Doyle had put two and two together and come up with a reasonable answer. For some reason Bodie had decided to get out of CI5. He came up with these ideas once in a while, but usually only when exceptionally drunk, and Doyle had never had any trouble talking him out of it, even hungover. This time he had talked to Cowley about it. Cowley had put Doyle on stakeout to make sure Bodie didn't leave, and had come round himself to try and talk Bodie into staying. Evidently he had succeeded. It was a lovely story, and all it didn't fit was the facts, but since Doyle didn't know them and wouldn't have believed them if he had, it made him happy - all but one detail.
"So what were you and Cowley doing all night?"
Bodie replaced the last book. "You wouldn't believe me if I told you, sunshine."
"I wouldn't?" Doyle leered happily.
"You wouldn't," Bodie said shortly. "And the toast's burning."

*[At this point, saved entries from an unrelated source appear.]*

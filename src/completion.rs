//! Completion Client
//!
//! Talks to the OpenRouter chat-completions endpoint. Every failure on the
//! non-streaming path ends in a mock reply, so `generate_response` never
//! errors; `try_complete` is the fallible core it wraps.

use crate::constants::*;
use crate::mock::generate_mock;
use crate::prompt::assemble_messages;
use crate::sanitize::sanitize;
use crate::specs::openai::{ChatCompletion, OpenAiRequest};
use crate::types::*;
use std::time::Duration;

#[derive(Debug, Clone)]
pub struct UpstreamConfig {
    /// `None` (or empty) selects mock mode.
    pub api_key: Option<String>,
    pub base_url: String,
    pub model: String,
    /// Whole-request deadline for non-streaming calls. Streaming calls use it
    /// as the deadline for response headers and for each idle gap between lines.
    pub timeout: Duration,
    pub referer: String,
    pub app_title: String,
}

impl Default for UpstreamConfig {
    fn default() -> Self {
        Self {
            api_key: None,
            base_url: OPENROUTER_BASE_URL.to_string(),
            model: DEFAULT_MODEL.to_string(),
            timeout: Duration::from_secs(30),
            referer: DEFAULT_REFERER.to_string(),
            app_title: DEFAULT_APP_TITLE.to_string(),
        }
    }
}

impl UpstreamConfig {
    pub fn endpoint(&self) -> String {
        format!(
            "{}{}",
            self.base_url.trim_end_matches('/'),
            CHAT_COMPLETIONS_PATH
        )
    }
}

pub struct BridAssistant {
    client: reqwest::Client,
    config: UpstreamConfig,
}

impl BridAssistant {
    pub fn new(client: reqwest::Client, config: UpstreamConfig) -> Self {
        let config = UpstreamConfig {
            api_key: config.api_key.filter(|k| !k.trim().is_empty()),
            ..config
        };
        Self { client, config }
    }

    pub fn config(&self) -> &UpstreamConfig {
        &self.config
    }

    pub fn has_credential(&self) -> bool {
        self.config.api_key.is_some()
    }

    pub fn build_request(&self, messages: Vec<Message>, stream: bool) -> OpenAiRequest {
        OpenAiRequest {
            model: self.config.model.clone(),
            messages,
            max_tokens: MAX_TOKENS,
            temperature: TEMPERATURE,
            top_p: TOP_P,
            stream,
            stop: REASONING_STOP_TOKENS.iter().map(|s| s.to_string()).collect(),
        }
    }

    /// Posts the request and maps non-2xx statuses to `Upstream`.
    /// No client-level timeout is applied here; callers bound the wait.
    pub(crate) async fn send(&self, request: &OpenAiRequest) -> Result<reqwest::Response> {
        let api_key = match self.config.api_key.as_deref() {
            Some(k) => k,
            None => {
                return Err(AssistantError::InvalidRequest(
                    "no upstream credential configured".to_string(),
                )
                .into())
            }
        };

        tracing::debug!(
            "[⚙️  -> ☁️ ] POST {} model={} messages={} stream={}",
            self.config.endpoint(),
            request.model,
            request.messages.len(),
            request.stream
        );

        let response = self
            .client
            .post(self.config.endpoint())
            .bearer_auth(api_key)
            .header("HTTP-Referer", &self.config.referer)
            .header("X-Title", &self.config.app_title)
            .json(request)
            .send()
            .await?;

        let status = response.status();
        tracing::info!("[☁️  -> ⚙️ ] Status: {}", status);
        if status.is_success() {
            Ok(response)
        } else {
            let error_body = match response.text().await {
                Ok(text) => text,
                Err(_) => "Unknown error".to_string(),
            };
            Err(AssistantError::Upstream(status, error_body).into())
        }
    }

    /// One non-streaming completion, sanitized. A reply with no content yields
    /// the empty-completion fallback rather than an error.
    pub async fn try_complete(
        &self,
        message: &str,
        history: &[Message],
        location: UserLocation,
    ) -> Result<String> {
        let request = self.build_request(assemble_messages(message, history, location), false);

        let call = async {
            let response = self.send(&request).await?;
            let body: ChatCompletion = response.json().await?;
            Ok::<_, ObservedError>(body)
        };

        let body = match tokio::time::timeout(self.config.timeout, call).await {
            Ok(result) => result?,
            Err(_) => {
                return Err(AssistantError::Timeout(format!(
                    "no completion within {}s",
                    self.config.timeout.as_secs()
                ))
                .into())
            }
        };

        if let Some(usage) = body.usage {
            tracing::debug!(
                "Usage: prompt={} completion={}",
                usage.prompt_tokens,
                usage.completion_tokens
            );
        }

        match body.first_content() {
            Some(raw) if !raw.trim().is_empty() => Ok(sanitize(raw)),
            _ => {
                tracing::warn!("[☁️  -> ⚙️ ] Completion carried no content");
                Ok(EMPTY_COMPLETION_FALLBACK.to_string())
            }
        }
    }

    /// Opens a `stream=true` completion. The timeout covers the wait for
    /// response headers only; the body is read by the relay.
    pub async fn open_stream(
        &self,
        message: &str,
        history: &[Message],
        location: UserLocation,
    ) -> Result<reqwest::Response> {
        let request = self.build_request(assemble_messages(message, history, location), true);
        match tokio::time::timeout(self.config.timeout, self.send(&request)).await {
            Ok(result) => result,
            Err(_) => Err(AssistantError::Timeout(format!(
                "stream did not open within {}s",
                self.config.timeout.as_secs()
            ))
            .into()),
        }
    }

    /// Always produces a reply. Mock mode and any upstream failure route to
    /// the mock responder.
    pub async fn generate_response(
        &self,
        message: &str,
        history: &[Message],
        location: UserLocation,
    ) -> String {
        if !self.has_credential() {
            tracing::debug!("[🎭] No upstream credential, answering from mock");
            return generate_mock(message, location);
        }

        match self.try_complete(message, history, location).await {
            Ok(reply) => reply,
            Err(e) => {
                tracing::warn!("Upstream completion failed, using mock reply: {}", e.inner);
                generate_mock(message, location)
            }
        }
    }
}
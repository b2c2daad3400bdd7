use crate::types::Message;
use serde::{Deserialize, Serialize};

/// --- OPENROUTER CHAT COMPLETIONS SCHEMA (the subset we send and read) ---

#[derive(Debug, Clone, Serialize, Deserialize, PartialEq)]
pub struct OpenAiRequest {
    pub model: String,
    pub messages: Vec<Message>,
    pub max_tokens: u32,
    pub temperature: f32,
    pub top_p: f32,

    #[serde(default)]
    pub stream: bool,

    #[serde(default, skip_serializing_if = "Vec::is_empty")]
    pub stop: Vec<String>,
}

/// Non-streaming response body. Only `choices[0].message.content` is used.
#[derive(Debug, Clone, Deserialize, Default)]
pub struct ChatCompletion {
    #[serde(default)]
    pub choices: Vec<CompletionChoice>,
    #[serde(default)]
    pub usage: Option<Usage>,
}

impl ChatCompletion {
    pub fn first_content(&self) -> Option<&str> {
        self.choices
            .first()
            .and_then(|c| c.message.as_ref())
            .and_then(|m| m.content.as_deref())
    }
}

#[derive(Debug, Clone, Deserialize, Default)]
pub struct CompletionChoice {
    #[serde(default)]
    pub message: Option<CompletionMessage>,
    #[serde(default)]
    pub finish_reason: Option<String>,
}

#[derive(Debug, Clone, Deserialize, Default)]
pub struct CompletionMessage {
    #[serde(default)]
    pub content: Option<String>,
}

#[derive(Debug, Clone, Copy, Deserialize, Default)]
pub struct Usage {
    #[serde(default)]
    pub prompt_tokens: u32,
    #[serde(default)]
    pub completion_tokens: u32,
}

/// One `data:` frame of a streamed completion.
#[derive(Debug, Clone, Deserialize, Default)]
pub struct StreamPulse {
    #[serde(default)]
    pub choices: Vec<PulseChoice>,
}

impl StreamPulse {
    /// Non-empty text delta of the first choice, if any.
    pub fn delta_text(&self) -> Option<&str> {
        self.choices
            .first()
            .and_then(|c| c.delta.content.as_deref())
            .filter(|s| !s.is_empty())
    }
}

#[derive(Debug, Clone, Deserialize, Default)]
pub struct PulseChoice {
    #[serde(default)]
    pub delta: PulseDelta,
    #[serde(default)]
    pub finish_reason: Option<String>,
}

#[derive(Debug, Clone, Deserialize, Default)]
pub struct PulseDelta {
    #[serde(default)]
    pub content: Option<String>,
}

#[cfg(test)]
mod tests {
    use super::*;

    #[test]
    fn request_always_carries_stream_flag() {
        let req = OpenAiRequest {
            model: "m".into(),
            messages: vec![Message::user("hi")],
            max_tokens: 500,
            temperature: 0.7,
            top_p: 0.9,
            stream: false,
            stop: vec!["<think>".into()],
        };
        let json = serde_json::to_value(&req).unwrap();
        assert_eq!(json["stream"], false);
        assert_eq!(json["messages"][0]["role"], "user");
        assert_eq!(json["stop"][0], "<think>");
        assert_eq!(json["max_tokens"], 500);
    }

    #[test]
    fn completion_tolerates_missing_fields() {
        let body: ChatCompletion = serde_json::from_str(r#"{"id":"x"}"#).unwrap();
        assert!(body.first_content().is_none());

        let body: ChatCompletion =
            serde_json::from_str(r#"{"choices":[{"message":{"role":"assistant","content":"Hi"}}]}"#).unwrap();
        assert_eq!(body.first_content(), Some("Hi"));
    }

    #[test]
    fn pulse_skips_empty_and_role_only_deltas() {
        let p: StreamPulse = serde_json::from_str(r#"{"choices":[{"delta":{"role":"assistant"}}]}"#).unwrap();
        assert!(p.delta_text().is_none());
        let p: StreamPulse = serde_json::from_str(r#"{"choices":[{"delta":{"content":""}}]}"#).unwrap();
        assert!(p.delta_text().is_none());
        let p: StreamPulse = serde_json::from_str(r#"{"choices":[{"delta":{"content":"Hel"}}]}"#).unwrap();
        assert_eq!(p.delta_text(), Some("Hel"));
    }
}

Doyle rescued the toast and made some more. They had breakfast in stages, because Bodie kept wandering off with a mug of coffee in one hand and a mouthful of toast, to unpack some more. Especially whenever Doyle veered the conversation round to the fascinating mystery of what Cowley and Bodie had been doing together for twelve hours or so.
Actually, he was beginning to think he had a pretty good idea, and could see volumes of possibilities for humour at Bodie's expense for at least the next six months. He was disappointed, therefore, when Bodie announced "Got to go," at ten o'clock.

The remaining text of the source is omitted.